___ Exercise data

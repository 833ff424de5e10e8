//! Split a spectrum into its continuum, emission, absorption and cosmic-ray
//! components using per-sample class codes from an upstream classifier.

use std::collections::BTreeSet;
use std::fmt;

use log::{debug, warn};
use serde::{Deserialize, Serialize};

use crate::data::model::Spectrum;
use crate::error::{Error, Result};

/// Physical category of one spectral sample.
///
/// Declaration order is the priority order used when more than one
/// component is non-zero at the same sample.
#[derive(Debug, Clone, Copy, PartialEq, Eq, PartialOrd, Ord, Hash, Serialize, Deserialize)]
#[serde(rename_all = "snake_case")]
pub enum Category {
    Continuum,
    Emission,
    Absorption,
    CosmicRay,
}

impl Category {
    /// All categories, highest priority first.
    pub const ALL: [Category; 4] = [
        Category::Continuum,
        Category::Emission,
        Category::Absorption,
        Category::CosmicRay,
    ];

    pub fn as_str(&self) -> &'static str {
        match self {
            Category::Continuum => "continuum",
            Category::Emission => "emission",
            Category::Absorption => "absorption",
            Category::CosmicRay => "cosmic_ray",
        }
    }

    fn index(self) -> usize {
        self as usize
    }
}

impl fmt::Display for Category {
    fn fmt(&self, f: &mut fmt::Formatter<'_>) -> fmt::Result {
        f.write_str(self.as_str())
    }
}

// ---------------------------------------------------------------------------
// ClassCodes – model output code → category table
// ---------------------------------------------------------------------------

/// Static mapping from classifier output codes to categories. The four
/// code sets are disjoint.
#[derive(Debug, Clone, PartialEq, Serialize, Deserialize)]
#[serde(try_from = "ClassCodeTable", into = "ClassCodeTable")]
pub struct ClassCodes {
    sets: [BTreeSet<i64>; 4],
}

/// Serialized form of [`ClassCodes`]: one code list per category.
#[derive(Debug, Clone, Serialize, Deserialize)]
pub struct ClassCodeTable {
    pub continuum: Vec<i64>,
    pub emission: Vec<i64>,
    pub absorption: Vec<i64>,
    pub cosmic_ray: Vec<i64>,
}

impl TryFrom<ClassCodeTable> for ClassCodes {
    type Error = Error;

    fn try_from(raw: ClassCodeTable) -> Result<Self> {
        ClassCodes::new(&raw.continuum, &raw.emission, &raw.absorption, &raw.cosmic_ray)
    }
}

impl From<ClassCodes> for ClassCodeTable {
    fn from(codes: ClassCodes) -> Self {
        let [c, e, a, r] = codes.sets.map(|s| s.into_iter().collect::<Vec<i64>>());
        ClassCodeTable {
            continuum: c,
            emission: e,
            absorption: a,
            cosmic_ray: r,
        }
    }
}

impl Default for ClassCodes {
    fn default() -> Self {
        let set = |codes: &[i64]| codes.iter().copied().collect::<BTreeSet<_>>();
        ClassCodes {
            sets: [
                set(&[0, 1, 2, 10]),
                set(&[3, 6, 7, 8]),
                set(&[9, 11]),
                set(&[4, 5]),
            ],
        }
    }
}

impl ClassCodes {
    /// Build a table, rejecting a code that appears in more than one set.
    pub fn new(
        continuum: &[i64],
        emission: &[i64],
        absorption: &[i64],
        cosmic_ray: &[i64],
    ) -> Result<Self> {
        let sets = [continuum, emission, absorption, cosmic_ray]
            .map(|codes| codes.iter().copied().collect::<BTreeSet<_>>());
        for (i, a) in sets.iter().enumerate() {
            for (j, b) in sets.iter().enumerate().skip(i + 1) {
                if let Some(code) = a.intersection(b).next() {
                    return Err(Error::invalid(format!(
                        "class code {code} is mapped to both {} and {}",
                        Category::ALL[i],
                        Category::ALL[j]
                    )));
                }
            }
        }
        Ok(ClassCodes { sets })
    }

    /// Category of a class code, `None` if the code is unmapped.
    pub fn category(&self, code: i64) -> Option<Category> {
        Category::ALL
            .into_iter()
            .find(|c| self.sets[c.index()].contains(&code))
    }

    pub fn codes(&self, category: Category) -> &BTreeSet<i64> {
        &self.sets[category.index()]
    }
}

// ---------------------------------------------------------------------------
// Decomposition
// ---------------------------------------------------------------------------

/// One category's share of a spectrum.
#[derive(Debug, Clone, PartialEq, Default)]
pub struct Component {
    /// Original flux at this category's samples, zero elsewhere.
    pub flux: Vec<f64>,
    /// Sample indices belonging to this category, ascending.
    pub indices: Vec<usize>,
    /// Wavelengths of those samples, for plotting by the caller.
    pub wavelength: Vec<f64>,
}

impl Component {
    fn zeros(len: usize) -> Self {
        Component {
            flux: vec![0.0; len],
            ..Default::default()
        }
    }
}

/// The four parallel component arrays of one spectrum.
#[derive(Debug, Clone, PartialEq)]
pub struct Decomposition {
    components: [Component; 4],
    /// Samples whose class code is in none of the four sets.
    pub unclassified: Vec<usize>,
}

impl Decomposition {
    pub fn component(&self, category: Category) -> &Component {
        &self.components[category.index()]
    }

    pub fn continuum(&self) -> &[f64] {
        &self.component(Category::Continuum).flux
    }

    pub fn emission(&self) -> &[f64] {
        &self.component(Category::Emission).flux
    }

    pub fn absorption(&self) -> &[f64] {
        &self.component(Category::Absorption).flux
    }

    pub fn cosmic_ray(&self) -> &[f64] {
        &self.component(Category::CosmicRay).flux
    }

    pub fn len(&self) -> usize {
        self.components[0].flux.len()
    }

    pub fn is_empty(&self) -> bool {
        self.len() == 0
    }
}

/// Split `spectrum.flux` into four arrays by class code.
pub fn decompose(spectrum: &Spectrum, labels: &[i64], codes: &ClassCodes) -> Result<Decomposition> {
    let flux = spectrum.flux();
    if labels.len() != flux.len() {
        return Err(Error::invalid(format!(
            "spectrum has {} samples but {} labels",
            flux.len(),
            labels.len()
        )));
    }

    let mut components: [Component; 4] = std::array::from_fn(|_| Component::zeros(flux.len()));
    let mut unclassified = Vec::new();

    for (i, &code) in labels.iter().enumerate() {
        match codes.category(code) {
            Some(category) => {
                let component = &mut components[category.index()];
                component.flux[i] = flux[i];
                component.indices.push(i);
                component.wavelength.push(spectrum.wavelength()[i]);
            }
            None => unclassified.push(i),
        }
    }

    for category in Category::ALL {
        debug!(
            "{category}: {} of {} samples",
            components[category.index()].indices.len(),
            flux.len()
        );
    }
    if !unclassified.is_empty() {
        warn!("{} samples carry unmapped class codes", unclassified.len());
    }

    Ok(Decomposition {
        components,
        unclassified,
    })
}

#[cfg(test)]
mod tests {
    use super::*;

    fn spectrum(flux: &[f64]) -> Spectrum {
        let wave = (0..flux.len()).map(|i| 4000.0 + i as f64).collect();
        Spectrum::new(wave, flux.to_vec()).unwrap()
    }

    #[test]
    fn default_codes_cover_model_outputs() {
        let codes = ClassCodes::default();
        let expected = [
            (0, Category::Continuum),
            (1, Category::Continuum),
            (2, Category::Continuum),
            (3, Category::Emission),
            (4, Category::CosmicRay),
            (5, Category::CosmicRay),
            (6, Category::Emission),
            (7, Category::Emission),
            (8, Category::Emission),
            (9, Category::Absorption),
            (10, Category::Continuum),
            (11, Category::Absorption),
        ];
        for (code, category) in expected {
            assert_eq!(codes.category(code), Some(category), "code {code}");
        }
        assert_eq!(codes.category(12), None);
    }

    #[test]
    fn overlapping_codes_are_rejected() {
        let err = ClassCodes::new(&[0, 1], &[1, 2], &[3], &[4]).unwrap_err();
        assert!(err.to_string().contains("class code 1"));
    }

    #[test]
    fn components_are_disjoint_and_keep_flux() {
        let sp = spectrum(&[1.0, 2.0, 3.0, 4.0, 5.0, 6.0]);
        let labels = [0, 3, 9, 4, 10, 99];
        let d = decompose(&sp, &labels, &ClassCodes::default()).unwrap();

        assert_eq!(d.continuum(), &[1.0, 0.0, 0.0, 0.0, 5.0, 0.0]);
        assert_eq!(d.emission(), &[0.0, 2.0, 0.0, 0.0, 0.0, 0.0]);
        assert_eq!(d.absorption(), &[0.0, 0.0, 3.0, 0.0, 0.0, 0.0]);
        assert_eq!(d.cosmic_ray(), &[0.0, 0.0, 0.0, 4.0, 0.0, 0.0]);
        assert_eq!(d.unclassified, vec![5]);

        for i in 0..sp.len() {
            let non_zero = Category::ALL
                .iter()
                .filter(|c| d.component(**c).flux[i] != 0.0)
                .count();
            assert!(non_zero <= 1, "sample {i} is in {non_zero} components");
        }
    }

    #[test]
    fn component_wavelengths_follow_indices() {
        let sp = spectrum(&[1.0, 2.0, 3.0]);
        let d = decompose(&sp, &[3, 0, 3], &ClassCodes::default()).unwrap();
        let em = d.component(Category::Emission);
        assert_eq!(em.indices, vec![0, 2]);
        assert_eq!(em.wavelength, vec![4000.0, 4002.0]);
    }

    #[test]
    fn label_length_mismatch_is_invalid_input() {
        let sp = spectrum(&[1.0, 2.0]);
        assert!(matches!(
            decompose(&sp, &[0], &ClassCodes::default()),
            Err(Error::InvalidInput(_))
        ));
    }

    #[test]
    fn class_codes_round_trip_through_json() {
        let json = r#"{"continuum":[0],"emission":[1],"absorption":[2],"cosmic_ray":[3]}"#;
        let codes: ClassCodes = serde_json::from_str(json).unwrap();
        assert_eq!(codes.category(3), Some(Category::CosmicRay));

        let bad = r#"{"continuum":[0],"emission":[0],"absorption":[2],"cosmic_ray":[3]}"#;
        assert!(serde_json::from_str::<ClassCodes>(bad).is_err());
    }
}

______

Problem:
Beginning with the very first line of the material, please return exactly each line down to and including the one with "the same sample.".

Problem solution:
repository 833ff424de5e10e8
//! Split a spectrum into its continuum, emission, absorption and cosmic-ray
//! components using per-sample class codes from an upstream classifier.

use std::collections::BTreeSet;
use std::fmt;

use log::{debug, warn};
use serde::{Deserialize, Serialize};

use crate::data::model::Spectrum;
use crate::error::{Error, Result};

/// Physical category of one spectral sample.
///
/// Declaration order is the priority order used when more than one
/// component is non-zero at the same sample.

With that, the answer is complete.